REQUIRED WORK:
From the entries below, please output exactly the lines starting at the one containing "info!(%job_id, ?kind, subject_id" and ending at the one containing "let subject_id = progress_subject.clone();", both included.

====

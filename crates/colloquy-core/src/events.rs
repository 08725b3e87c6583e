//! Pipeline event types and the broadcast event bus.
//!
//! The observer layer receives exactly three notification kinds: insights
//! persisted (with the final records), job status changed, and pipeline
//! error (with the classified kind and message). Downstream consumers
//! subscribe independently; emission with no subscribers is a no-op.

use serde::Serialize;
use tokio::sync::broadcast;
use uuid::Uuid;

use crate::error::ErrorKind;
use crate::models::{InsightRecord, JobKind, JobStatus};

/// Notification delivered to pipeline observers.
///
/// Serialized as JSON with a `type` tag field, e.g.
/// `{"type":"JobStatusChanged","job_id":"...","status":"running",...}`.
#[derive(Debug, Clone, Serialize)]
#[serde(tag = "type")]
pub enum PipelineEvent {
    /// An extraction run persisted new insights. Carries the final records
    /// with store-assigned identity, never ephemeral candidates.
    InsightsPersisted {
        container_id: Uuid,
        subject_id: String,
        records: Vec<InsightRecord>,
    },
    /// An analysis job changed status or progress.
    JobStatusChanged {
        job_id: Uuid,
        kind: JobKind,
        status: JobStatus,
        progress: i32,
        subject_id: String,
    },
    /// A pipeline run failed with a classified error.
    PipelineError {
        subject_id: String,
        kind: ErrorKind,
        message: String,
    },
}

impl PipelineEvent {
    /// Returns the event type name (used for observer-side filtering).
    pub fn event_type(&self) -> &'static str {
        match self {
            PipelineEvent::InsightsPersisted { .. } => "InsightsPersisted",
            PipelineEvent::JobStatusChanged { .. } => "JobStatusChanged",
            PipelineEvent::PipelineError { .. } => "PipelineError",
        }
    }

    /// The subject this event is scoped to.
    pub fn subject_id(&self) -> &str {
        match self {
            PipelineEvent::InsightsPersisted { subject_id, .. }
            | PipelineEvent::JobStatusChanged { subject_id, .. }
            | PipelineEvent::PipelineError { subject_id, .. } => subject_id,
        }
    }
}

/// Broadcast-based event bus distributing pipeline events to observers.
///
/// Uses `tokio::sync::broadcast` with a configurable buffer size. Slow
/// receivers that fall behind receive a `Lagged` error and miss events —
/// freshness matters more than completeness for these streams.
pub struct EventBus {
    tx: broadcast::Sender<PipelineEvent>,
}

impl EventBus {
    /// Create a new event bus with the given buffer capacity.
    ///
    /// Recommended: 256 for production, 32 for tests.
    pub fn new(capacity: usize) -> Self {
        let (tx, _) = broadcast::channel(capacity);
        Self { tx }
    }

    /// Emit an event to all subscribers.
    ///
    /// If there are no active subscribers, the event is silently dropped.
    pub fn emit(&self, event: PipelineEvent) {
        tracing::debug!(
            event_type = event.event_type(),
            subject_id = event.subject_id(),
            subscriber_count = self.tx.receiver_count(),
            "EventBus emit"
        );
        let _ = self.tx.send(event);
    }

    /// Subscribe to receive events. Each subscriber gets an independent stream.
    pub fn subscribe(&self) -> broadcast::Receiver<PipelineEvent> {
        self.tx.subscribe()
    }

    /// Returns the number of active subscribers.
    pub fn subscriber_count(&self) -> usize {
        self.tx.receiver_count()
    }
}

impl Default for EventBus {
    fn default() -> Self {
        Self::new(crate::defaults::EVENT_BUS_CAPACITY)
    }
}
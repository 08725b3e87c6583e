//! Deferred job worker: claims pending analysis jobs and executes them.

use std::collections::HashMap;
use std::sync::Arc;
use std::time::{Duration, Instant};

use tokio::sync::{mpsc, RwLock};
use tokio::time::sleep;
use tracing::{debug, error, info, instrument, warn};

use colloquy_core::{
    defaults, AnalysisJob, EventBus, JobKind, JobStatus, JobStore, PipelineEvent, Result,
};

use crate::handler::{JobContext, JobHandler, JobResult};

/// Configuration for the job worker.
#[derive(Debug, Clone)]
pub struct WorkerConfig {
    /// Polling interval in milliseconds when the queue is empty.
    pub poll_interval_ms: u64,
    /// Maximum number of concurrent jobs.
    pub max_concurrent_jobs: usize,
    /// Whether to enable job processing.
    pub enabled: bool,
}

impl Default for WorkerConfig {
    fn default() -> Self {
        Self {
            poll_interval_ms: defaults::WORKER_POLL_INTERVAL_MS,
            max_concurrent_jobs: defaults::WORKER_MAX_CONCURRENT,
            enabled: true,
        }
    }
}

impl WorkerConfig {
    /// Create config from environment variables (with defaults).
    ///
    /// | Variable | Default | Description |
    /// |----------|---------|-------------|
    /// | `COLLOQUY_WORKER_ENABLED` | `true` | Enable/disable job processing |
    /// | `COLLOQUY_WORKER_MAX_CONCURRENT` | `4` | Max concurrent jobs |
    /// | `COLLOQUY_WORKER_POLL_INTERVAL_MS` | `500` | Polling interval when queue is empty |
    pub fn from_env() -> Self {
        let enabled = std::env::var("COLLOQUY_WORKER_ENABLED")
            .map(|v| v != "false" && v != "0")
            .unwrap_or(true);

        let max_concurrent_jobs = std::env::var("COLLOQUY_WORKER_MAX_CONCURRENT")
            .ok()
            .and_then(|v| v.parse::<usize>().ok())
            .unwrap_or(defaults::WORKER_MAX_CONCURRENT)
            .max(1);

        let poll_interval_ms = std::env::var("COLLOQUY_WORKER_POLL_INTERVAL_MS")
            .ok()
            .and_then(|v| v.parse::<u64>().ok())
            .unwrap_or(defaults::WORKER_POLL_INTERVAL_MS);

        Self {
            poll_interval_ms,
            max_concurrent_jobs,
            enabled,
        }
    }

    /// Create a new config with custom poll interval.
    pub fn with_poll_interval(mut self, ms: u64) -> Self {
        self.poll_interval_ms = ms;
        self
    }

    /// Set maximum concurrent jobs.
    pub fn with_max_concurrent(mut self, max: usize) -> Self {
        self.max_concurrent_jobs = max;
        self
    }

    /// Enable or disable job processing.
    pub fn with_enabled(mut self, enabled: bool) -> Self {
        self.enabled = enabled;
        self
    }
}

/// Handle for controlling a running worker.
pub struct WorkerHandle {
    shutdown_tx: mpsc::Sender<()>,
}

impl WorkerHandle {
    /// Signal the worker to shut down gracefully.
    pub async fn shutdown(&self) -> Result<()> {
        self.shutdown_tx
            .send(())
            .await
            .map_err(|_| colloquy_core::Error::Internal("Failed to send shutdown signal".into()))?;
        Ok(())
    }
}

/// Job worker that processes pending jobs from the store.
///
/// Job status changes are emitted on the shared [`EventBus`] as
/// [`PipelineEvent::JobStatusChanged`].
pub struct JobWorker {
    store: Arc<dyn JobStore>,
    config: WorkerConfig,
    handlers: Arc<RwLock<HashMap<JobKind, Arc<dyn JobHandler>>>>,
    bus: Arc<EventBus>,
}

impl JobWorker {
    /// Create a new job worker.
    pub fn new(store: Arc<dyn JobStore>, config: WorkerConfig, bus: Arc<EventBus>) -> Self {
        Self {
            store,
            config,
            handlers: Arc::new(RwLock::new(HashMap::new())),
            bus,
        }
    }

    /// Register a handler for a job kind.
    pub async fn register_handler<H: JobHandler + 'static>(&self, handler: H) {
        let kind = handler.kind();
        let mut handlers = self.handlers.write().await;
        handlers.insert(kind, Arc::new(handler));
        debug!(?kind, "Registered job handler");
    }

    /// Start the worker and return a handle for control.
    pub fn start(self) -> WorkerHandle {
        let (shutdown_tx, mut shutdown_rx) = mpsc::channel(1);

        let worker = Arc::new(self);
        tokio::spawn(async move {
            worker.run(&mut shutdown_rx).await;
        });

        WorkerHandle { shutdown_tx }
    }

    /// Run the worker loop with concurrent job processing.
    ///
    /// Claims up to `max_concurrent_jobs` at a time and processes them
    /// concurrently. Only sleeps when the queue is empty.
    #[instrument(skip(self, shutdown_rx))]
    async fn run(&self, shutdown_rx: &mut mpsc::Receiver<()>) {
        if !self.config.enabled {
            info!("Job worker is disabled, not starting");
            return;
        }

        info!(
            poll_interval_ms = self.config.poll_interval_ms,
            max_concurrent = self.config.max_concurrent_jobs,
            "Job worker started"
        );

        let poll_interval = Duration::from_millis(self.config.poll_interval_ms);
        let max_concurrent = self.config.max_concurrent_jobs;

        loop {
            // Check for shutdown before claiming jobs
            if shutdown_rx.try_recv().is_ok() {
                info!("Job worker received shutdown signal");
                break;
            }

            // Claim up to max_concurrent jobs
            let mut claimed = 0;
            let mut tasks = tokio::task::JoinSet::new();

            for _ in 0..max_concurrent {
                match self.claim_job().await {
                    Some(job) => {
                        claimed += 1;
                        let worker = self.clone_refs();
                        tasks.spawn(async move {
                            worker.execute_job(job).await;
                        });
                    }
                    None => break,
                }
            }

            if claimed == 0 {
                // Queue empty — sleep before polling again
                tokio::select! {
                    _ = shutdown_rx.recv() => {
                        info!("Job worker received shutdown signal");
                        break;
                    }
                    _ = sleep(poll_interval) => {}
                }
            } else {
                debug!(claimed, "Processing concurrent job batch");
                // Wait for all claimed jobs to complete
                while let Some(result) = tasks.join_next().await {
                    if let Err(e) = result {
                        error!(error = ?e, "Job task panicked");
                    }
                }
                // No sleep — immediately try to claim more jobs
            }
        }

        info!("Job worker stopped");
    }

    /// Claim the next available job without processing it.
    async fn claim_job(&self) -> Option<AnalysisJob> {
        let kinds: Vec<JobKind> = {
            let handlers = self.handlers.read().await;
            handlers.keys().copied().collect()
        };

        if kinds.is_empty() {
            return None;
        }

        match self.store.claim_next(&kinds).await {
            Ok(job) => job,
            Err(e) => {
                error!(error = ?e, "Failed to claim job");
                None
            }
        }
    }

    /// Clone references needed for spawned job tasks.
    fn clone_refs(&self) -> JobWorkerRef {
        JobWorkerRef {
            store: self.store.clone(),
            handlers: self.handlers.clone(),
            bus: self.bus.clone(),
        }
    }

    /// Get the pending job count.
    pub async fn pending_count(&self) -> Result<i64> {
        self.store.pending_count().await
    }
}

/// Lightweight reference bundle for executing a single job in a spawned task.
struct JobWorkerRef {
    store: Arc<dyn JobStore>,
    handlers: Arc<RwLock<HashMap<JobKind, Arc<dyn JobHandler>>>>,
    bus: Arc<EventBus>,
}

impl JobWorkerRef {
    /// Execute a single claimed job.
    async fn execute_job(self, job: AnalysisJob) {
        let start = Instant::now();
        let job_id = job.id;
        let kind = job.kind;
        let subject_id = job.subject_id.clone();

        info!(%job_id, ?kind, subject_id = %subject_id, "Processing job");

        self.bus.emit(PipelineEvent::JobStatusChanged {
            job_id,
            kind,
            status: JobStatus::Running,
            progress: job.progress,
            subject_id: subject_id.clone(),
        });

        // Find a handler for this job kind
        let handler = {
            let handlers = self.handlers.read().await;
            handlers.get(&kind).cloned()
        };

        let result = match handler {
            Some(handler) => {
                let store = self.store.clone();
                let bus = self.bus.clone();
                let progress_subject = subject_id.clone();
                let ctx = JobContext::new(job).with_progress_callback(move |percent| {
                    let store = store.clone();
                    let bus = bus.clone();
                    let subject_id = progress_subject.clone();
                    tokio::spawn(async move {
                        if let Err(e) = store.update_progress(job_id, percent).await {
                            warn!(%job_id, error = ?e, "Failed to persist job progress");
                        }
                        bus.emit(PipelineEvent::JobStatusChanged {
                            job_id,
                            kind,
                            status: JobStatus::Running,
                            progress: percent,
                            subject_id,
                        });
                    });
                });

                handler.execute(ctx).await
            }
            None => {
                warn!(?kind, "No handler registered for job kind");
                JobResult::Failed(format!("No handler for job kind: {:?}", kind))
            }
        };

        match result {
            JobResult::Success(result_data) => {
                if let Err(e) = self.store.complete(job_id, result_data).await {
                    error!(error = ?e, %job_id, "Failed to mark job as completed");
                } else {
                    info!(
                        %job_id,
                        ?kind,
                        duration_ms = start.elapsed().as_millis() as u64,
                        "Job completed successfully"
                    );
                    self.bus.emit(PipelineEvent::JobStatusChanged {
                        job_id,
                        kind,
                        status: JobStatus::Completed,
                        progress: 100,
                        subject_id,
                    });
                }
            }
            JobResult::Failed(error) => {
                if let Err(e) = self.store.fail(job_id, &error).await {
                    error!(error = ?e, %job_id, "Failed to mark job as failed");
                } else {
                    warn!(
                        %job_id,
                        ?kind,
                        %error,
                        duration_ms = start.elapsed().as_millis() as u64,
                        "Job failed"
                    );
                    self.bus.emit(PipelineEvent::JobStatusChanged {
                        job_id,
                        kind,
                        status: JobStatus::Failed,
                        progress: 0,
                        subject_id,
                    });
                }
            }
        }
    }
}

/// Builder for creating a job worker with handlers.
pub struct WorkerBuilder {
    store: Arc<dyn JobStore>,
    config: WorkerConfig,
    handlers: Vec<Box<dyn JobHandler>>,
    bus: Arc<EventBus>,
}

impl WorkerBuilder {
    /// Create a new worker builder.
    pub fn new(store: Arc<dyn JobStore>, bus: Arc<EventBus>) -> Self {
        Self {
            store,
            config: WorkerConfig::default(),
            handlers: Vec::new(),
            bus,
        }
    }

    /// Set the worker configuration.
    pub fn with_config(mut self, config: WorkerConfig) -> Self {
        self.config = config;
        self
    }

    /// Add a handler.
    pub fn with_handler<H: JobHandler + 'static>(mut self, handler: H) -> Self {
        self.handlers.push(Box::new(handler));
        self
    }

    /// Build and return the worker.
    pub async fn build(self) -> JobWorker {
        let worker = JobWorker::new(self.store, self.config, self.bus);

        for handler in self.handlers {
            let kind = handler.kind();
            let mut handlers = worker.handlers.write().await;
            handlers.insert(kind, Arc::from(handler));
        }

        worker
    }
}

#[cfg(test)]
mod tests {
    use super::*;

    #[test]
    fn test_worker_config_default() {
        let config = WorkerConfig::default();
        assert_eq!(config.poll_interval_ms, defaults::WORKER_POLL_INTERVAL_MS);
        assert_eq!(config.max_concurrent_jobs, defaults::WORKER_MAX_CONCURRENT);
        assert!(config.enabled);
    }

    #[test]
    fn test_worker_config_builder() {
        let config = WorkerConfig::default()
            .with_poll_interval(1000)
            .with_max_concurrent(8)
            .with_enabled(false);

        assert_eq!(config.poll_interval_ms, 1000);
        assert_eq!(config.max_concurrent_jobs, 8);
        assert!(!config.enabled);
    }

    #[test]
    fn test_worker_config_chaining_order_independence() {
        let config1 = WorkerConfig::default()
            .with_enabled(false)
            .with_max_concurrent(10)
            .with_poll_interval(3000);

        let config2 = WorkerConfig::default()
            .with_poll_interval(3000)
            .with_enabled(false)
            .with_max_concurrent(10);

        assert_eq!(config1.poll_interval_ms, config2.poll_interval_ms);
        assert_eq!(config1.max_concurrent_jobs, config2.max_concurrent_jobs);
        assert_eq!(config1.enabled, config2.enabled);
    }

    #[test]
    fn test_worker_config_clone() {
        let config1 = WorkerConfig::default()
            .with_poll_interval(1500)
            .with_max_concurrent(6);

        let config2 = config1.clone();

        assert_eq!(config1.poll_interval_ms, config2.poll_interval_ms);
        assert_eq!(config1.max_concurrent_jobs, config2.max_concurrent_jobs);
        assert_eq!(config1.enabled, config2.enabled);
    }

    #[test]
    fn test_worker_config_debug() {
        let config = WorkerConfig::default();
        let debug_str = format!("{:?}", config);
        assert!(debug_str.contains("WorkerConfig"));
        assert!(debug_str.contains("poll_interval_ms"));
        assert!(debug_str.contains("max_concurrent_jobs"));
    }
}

====

RESPONSE AREA:
        info!(%job_id, ?kind, subject_id = %subject_id, "Processing job");

        self.bus.emit(PipelineEvent::JobStatusChanged {
            job_id,
            kind,
            status: JobStatus::Running,
            progress: job.progress,
            subject_id: subject_id.clone(),
        });

        // Find a handler for this job kind
        let handler = {
            let handlers = self.handlers.read().await;
            handlers.get(&kind).cloned()
        };

        let result = match handler {
            Some(handler) => {
                let store = self.store.clone();
                let bus = self.bus.clone();
                let progress_subject = subject_id.clone();
                let ctx = JobContext::new(job).with_progress_callback(move |percent| {
                    let store = store.clone();
                    let bus = bus.clone();
                    let subject_id = progress_subject.clone();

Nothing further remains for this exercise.